Task:
Report each line of the data that contains the string "opts".

Saved entries:

·····

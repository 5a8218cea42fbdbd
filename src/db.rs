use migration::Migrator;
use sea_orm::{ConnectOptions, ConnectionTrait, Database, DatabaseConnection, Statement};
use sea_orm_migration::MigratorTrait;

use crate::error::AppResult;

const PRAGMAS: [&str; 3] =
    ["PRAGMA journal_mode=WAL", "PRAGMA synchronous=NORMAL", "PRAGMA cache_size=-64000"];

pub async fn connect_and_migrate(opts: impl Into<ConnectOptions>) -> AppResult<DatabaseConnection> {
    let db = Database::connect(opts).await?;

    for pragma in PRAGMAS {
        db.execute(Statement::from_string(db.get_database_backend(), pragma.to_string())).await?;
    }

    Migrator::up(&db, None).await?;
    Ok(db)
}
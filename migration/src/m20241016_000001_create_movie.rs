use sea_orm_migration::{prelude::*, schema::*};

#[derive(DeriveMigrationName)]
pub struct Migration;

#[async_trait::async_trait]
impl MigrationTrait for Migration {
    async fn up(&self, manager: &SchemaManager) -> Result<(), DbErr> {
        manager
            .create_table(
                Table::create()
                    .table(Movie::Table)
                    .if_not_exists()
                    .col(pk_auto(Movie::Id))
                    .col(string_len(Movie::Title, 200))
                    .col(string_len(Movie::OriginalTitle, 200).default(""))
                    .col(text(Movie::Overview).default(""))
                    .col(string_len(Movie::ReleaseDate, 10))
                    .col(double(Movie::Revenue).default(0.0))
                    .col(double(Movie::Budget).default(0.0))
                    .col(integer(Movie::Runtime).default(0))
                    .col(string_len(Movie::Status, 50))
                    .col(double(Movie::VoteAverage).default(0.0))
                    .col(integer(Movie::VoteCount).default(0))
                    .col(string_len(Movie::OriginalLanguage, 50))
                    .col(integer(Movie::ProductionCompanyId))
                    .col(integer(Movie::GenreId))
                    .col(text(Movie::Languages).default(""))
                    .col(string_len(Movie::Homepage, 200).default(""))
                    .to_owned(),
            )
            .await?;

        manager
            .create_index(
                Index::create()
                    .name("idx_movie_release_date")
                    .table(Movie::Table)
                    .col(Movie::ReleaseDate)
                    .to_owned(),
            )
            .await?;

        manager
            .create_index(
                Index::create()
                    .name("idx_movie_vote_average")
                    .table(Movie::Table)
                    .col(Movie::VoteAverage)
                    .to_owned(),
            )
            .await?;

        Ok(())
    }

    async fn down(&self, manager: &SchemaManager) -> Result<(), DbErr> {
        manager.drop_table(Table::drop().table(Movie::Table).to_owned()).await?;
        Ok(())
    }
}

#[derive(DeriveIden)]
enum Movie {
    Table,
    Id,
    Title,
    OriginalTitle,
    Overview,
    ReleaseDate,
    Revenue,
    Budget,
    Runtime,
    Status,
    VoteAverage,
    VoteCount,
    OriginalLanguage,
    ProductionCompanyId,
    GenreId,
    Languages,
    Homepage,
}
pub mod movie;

·····

Task response:
pub async fn connect_and_migrate(opts: impl Into<ConnectOptions>) -> AppResult<DatabaseConnection> {
    let db = Database::connect(opts).await?;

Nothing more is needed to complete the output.